Copy out each line below in which the string "MalformedWindow" appears.
┌─ Source data
//! Daily availability windows for random-coffee matching.
//!
//! A window is a recurring local time range plus the user's fixed UTC offset.
//! Before two windows are compared they are moved onto a shared UTC minute
//! axis biased by one day, so that a negative offset never takes a value
//! below zero.

use chrono::{DateTime, Duration, Utc};
use serde::{Deserialize, Serialize};

use crate::error::{EngineError, Result};
use crate::interval::MINUTES_PER_DAY;

/// Largest accepted absolute UTC offset, in minutes.
pub const MAX_OFFSET_MINUTES: i32 = 1440;

/// A user's opt-in for random-coffee meetings.
#[derive(Debug, Clone, Copy, PartialEq, Eq, Serialize, Deserialize)]
pub struct AvailabilityWindow {
    /// Whether the user takes part in matching at all.
    pub enabled: bool,
    /// Local minute of day the window opens (`0..=1439`).
    pub start_minute: u16,
    /// Local minute of day the window closes (`0..=1439`). A value below
    /// `start_minute` means the window runs past local midnight.
    pub end_minute: u16,
    /// Minutes to add to local time to get UTC (UTC+02:00 is `-120`).
    pub timezone_offset_minutes: i32,
    /// When the user last received a match invite.
    pub last_invite: Option<DateTime<Utc>>,
}

/// A window placed on the biased UTC minute axis.
#[derive(Debug, Clone, Copy, PartialEq, Eq)]
pub struct BiasedSpan {
    pub start: i64,
    pub end: i64,
}

impl AvailabilityWindow {
    /// An enabled window with no invite history.
    pub fn new(start_minute: u16, end_minute: u16, timezone_offset_minutes: i32) -> Self {
        Self {
            enabled: true,
            start_minute,
            end_minute,
            timezone_offset_minutes,
            last_invite: None,
        }
    }

    pub fn with_enabled(self, enabled: bool) -> Self {
        Self { enabled, ..self }
    }

    pub fn with_hours(self, start_minute: u16, end_minute: u16) -> Self {
        Self {
            start_minute,
            end_minute,
            ..self
        }
    }

    pub fn with_timezone_offset(self, timezone_offset_minutes: i32) -> Self {
        Self {
            timezone_offset_minutes,
            ..self
        }
    }

    pub fn with_last_invite(self, last_invite: DateTime<Utc>) -> Self {
        Self {
            last_invite: Some(last_invite),
            ..self
        }
    }

    /// Check minute-of-day and offset bounds.
    ///
    /// # Errors
    ///
    /// Returns [`EngineError::MalformedWindow`] when a minute is outside
    /// `0..=1439`, the offset exceeds ±1440 minutes, or the window is empty.
    pub fn validate(&self) -> Result<()> {
        for (name, minute) in [("start", self.start_minute), ("end", self.end_minute)] {
            if i64::from(minute) >= MINUTES_PER_DAY {
                return Err(EngineError::MalformedWindow(format!(
                    "{name} minute {minute} is outside 0..=1439"
                )));
            }
        }
        if self.timezone_offset_minutes.abs() > MAX_OFFSET_MINUTES {
            return Err(EngineError::MalformedWindow(format!(
                "timezone offset {} exceeds ±{MAX_OFFSET_MINUTES} minutes",
                self.timezone_offset_minutes
            )));
        }
        if self.start_minute == self.end_minute {
            return Err(EngineError::MalformedWindow(format!(
                "window opens and closes at minute {}",
                self.start_minute
            )));
        }
        Ok(())
    }

    /// Whether the last invite happened less than `cooldown` before `now`.
    pub fn is_cooling_down(&self, now: DateTime<Utc>, cooldown: Duration) -> bool {
        self.last_invite
            .is_some_and(|last_invite| now - last_invite < cooldown)
    }

    /// Place the window on the UTC axis, shifted by one full day.
    ///
    /// # Errors
    ///
    /// Returns [`EngineError::MalformedWindow`] if [`validate`](Self::validate)
    /// fails.
    pub fn biased_span(&self) -> Result<BiasedSpan> {
        self.validate()?;
        let bias = MINUTES_PER_DAY + i64::from(self.timezone_offset_minutes);
        let start = i64::from(self.start_minute) + bias;
        let mut end = i64::from(self.end_minute) + bias;
        if self.end_minute < self.start_minute {
            end += MINUTES_PER_DAY;
        }
        Ok(BiasedSpan { start, end })
    }
}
└─
Solution for this problem –
    /// Returns [`EngineError::MalformedWindow`] when a minute is outside
                return Err(EngineError::MalformedWindow(format!(
            return Err(EngineError::MalformedWindow(format!(
            return Err(EngineError::MalformedWindow(format!(
    /// Returns [`EngineError::MalformedWindow`] if [`validate`](Self::validate)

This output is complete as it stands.